··· DATA SHOWN

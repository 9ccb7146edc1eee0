//! Protocol-neutral view of one request/response exchange.
//!
//! Every executor normalizes its wire response into a [`ResponseView`] so the
//! matcher and extractor evaluators never branch on protocol. One view exists
//! per dispatched request and is never shared across requests.

use std::borrow::Cow;
use std::collections::BTreeMap;
use std::time::Duration;

use crate::enums::Protocol;
use crate::parts::default_part;
use crate::types::Interaction;

#[derive(Clone, Debug)]
pub struct ResponseView {
    pub protocol: Protocol,
    /// HTTP status code or DNS response code. `None` for raw network exchanges.
    pub status: Option<i64>,
    /// Concrete endpoint the request went to.
    pub matched_at: String,
    /// Rendered request, kept for audit.
    pub request: String,
    pub elapsed: Duration,
    parts: BTreeMap<String, Vec<u8>>,
    kv: BTreeMap<String, String>,
}

impl ResponseView {
    pub fn new(protocol: Protocol, matched_at: impl Into<String>, request: impl Into<String>) -> Self {
        let request = request.into();
        let mut parts = BTreeMap::new();
        parts.insert("request".to_string(), request.clone().into_bytes());
        ResponseView {
            protocol,
            status: None,
            matched_at: matched_at.into(),
            request,
            elapsed: Duration::ZERO,
            parts,
            kv: BTreeMap::new(),
        }
    }

    pub fn with_status(mut self, status: i64) -> Self {
        self.status = Some(status);
        self.parts
            .insert("status".to_string(), status.to_string().into_bytes());
        self
    }

    pub fn with_part(mut self, name: &str, data: impl Into<Vec<u8>>) -> Self {
        self.parts.insert(name.to_string(), data.into());
        self
    }

    /// Adds a key/value pair readable by `kval` extractors. Keys are stored
    /// lower-cased with `-` replaced by `_`.
    pub fn with_kv(mut self, key: &str, value: impl Into<String>) -> Self {
        self.kv.insert(normalize_key(key), value.into());
        self
    }

    pub fn with_elapsed(mut self, elapsed: Duration) -> Self {
        self.elapsed = elapsed;
        self
    }

    /// Raw bytes of a named part.
    pub fn part(&self, name: &str) -> Option<&[u8]> {
        self.parts.get(name).map(|v| v.as_slice())
    }

    /// A named part decoded as UTF-8, lossily.
    pub fn part_text(&self, name: &str) -> Option<Cow<'_, str>> {
        self.part(name).map(String::from_utf8_lossy)
    }

    pub fn parts(&self) -> impl Iterator<Item = (&str, &[u8])> {
        self.parts.iter().map(|(k, v)| (k.as_str(), v.as_slice()))
    }

    pub fn kv(&self, key: &str) -> Option<&str> {
        self.kv.get(&normalize_key(key)).map(|s| s.as_str())
    }

    pub fn kv_pairs(&self) -> impl Iterator<Item = (&str, &str)> {
        self.kv.iter().map(|(k, v)| (k.as_str(), v.as_str()))
    }

    /// Length of the protocol's default part (body, raw answer, read data).
    pub fn length(&self) -> usize {
        self.part(default_part(self.protocol))
            .map(|p| p.len())
            .unwrap_or(0)
    }

    /// Exposes out-of-band callbacks as the `interaction_*` parts. Multiple
    /// interactions are joined with newlines in arrival order.
    pub fn attach_interactions(&mut self, interactions: &[Interaction]) {
        if interactions.is_empty() {
            return;
        }
        let mut protocols = Vec::with_capacity(interactions.len());
        let mut requests = Vec::with_capacity(interactions.len());
        let mut responses = Vec::with_capacity(interactions.len());
        for interaction in interactions {
            protocols.push(interaction.protocol.as_str());
            requests.push(interaction.raw_request.as_str());
            responses.push(interaction.raw_response.as_str());
        }
        self.parts.insert(
            "interaction_protocol".to_string(),
            protocols.join("\n").into_bytes(),
        );
        self.parts.insert(
            "interaction_request".to_string(),
            requests.join("\n").into_bytes(),
        );
        self.parts.insert(
            "interaction_response".to_string(),
            responses.join("\n").into_bytes(),
        );
    }
}

fn normalize_key(key: &str) -> String {
    key.trim().to_ascii_lowercase().replace('-', "_")
}
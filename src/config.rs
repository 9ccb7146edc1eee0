//! Scan configuration.

use serde::{Deserialize, Serialize};
use std::collections::BTreeMap;
use std::path::Path;
use std::time::Duration;

use crate::context::Variables;
use crate::enums::InternalVariablePolicy;
use crate::error::ExecError;
use crate::logging::LogConfig;

/// Prefix of the environment variables read by [`ScanConfig::merge_env`].
pub const ENV_PREFIX: &str = "PROBEKIT_";

/// Scan-wide settings. Every field has a default, so an empty document is a
/// valid configuration.
#[derive(Debug, Clone, Serialize, Deserialize)]
#[serde(default)]
pub struct ScanConfig {
    /// Worker-pool size: (target, template) runs in flight at once.
    pub concurrency: usize,

    /// Requests in flight across the whole scan.
    pub max_in_flight: usize,

    /// Requests in flight per template.
    pub template_concurrency: usize,

    /// Requests per second; 0 disables rate limiting.
    pub rate_limit: u32,

    /// Transport retries after the first attempt.
    pub retries: u32,

    pub backoff_base_ms: u64,
    pub backoff_max_ms: u64,

    /// Deadline for a single request, in seconds.
    pub timeout_secs: u64,

    /// How long to wait for out-of-band callbacks after dispatch, in seconds.
    pub interaction_wait_secs: u64,

    /// Resolver used by DNS requests that name none.
    pub dns_resolver: String,

    pub follow_redirects: bool,
    pub max_redirects: usize,
    pub user_agent: String,

    /// Default number of bytes read back by network requests.
    pub network_read_size: usize,

    /// Whether values from internal extractors appear in result records.
    pub internal_variables: InternalVariablePolicy,

    /// Stop every Request Block at its first matching request.
    pub stop_at_first_match: bool,

    /// Scan-wide variables seeded into every run after the target bindings.
    pub variables: BTreeMap<String, String>,

    pub logging: LogConfig,
}

impl Default for ScanConfig {
    fn default() -> Self {
        Self {
            concurrency: 25,
            max_in_flight: 150,
            template_concurrency: 25,
            rate_limit: 150,
            retries: 1,
            backoff_base_ms: 100,
            backoff_max_ms: 5000,
            timeout_secs: 10,
            interaction_wait_secs: 5,
            dns_resolver: String::from("1.1.1.1:53"),
            follow_redirects: false,
            max_redirects: 10,
            user_agent: format!("probekit/{}", env!("CARGO_PKG_VERSION")),
            network_read_size: 2048,
            internal_variables: InternalVariablePolicy::Hide,
            stop_at_first_match: false,
            variables: BTreeMap::new(),
            logging: LogConfig::default(),
        }
    }
}

impl ScanConfig {
    /// Load configuration from a YAML file.
    pub fn from_file(path: impl AsRef<Path>) -> Result<Self, ExecError> {
        let path = path.as_ref();
        let content = std::fs::read_to_string(path).map_err(|e| {
            ExecError::config(format!("failed to read config file {:?}: {}", path, e))
        })?;
        Self::from_yaml(&content)
    }

    /// Parse configuration from a YAML string.
    pub fn from_yaml(content: &str) -> Result<Self, ExecError> {
        if content.trim().is_empty() {
            return Ok(Self::default());
        }
        serde_saphyr::from_str(content)
            .map_err(|e| ExecError::config(format!("failed to parse config: {}", e)))
    }

    /// Overrides fields from `PROBEKIT_*` environment variables. Values that
    /// do not parse are ignored.
    pub fn merge_env(self) -> Self {
        self.merge_from(|key| std::env::var(format!("{}{}", ENV_PREFIX, key)).ok())
    }

    /// Same as [`ScanConfig::merge_env`] with an arbitrary lookup, keyed by
    /// the variable name without prefix.
    pub fn merge_from(mut self, lookup: impl Fn(&str) -> Option<String>) -> Self {
        fn parsed<T: std::str::FromStr>(
            lookup: &impl Fn(&str) -> Option<String>,
            key: &str,
        ) -> Option<T> {
            lookup(key).and_then(|v| v.trim().parse().ok())
        }

        if let Some(n) = parsed(&lookup, "CONCURRENCY") {
            self.concurrency = n;
        }
        if let Some(n) = parsed(&lookup, "MAX_IN_FLIGHT") {
            self.max_in_flight = n;
        }
        if let Some(n) = parsed(&lookup, "TEMPLATE_CONCURRENCY") {
            self.template_concurrency = n;
        }
        if let Some(n) = parsed(&lookup, "RATE_LIMIT") {
            self.rate_limit = n;
        }
        if let Some(n) = parsed(&lookup, "RETRIES") {
            self.retries = n;
        }
        if let Some(n) = parsed(&lookup, "TIMEOUT_SECS") {
            self.timeout_secs = n;
        }
        if let Some(n) = parsed(&lookup, "INTERACTION_WAIT_SECS") {
            self.interaction_wait_secs = n;
        }
        if let Some(val) = lookup("DNS_RESOLVER") {
            self.dns_resolver = val;
        }
        if let Some(b) = parsed(&lookup, "FOLLOW_REDIRECTS") {
            self.follow_redirects = b;
        }
        if let Some(val) = lookup("USER_AGENT") {
            self.user_agent = val;
        }
        if let Some(val) = lookup("INTERNAL_VARIABLES") {
            match val.trim().to_ascii_lowercase().as_str() {
                "hide" => self.internal_variables = InternalVariablePolicy::Hide,
                "report" => self.internal_variables = InternalVariablePolicy::Report,
                _ => {}
            }
        }
        if let Some(b) = parsed(&lookup, "STOP_AT_FIRST_MATCH") {
            self.stop_at_first_match = b;
        }

        // Logging
        if let Some(val) = lookup("LOG_LEVEL") {
            self.logging.level = val;
        }
        if let Some(format) = lookup("LOG_FORMAT").and_then(|v| v.parse().ok()) {
            self.logging.format = format;
        }

        self
    }

    pub fn timeout(&self) -> Duration {
        Duration::from_secs(self.timeout_secs.max(1))
    }

    pub fn interaction_wait(&self) -> Duration {
        Duration::from_secs(self.interaction_wait_secs)
    }

    /// The scan-wide variables as bindings.
    pub fn global_variables(&self) -> Variables {
        let mut vars = Variables::new();
        for (name, value) in &self.variables {
            vars.set(name, value.clone());
        }
        vars
    }
}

······

## WHAT YOU ARE ASKED TO DO
Check each line of the listing above, and copy it if it contains the word "Item".

## RESULT OF THE TASK
    pub fn parts(&self) -> impl Iterator<Item = (&str, &[u8])> {
    pub fn kv_pairs(&self) -> impl Iterator<Item = (&str, &str)> {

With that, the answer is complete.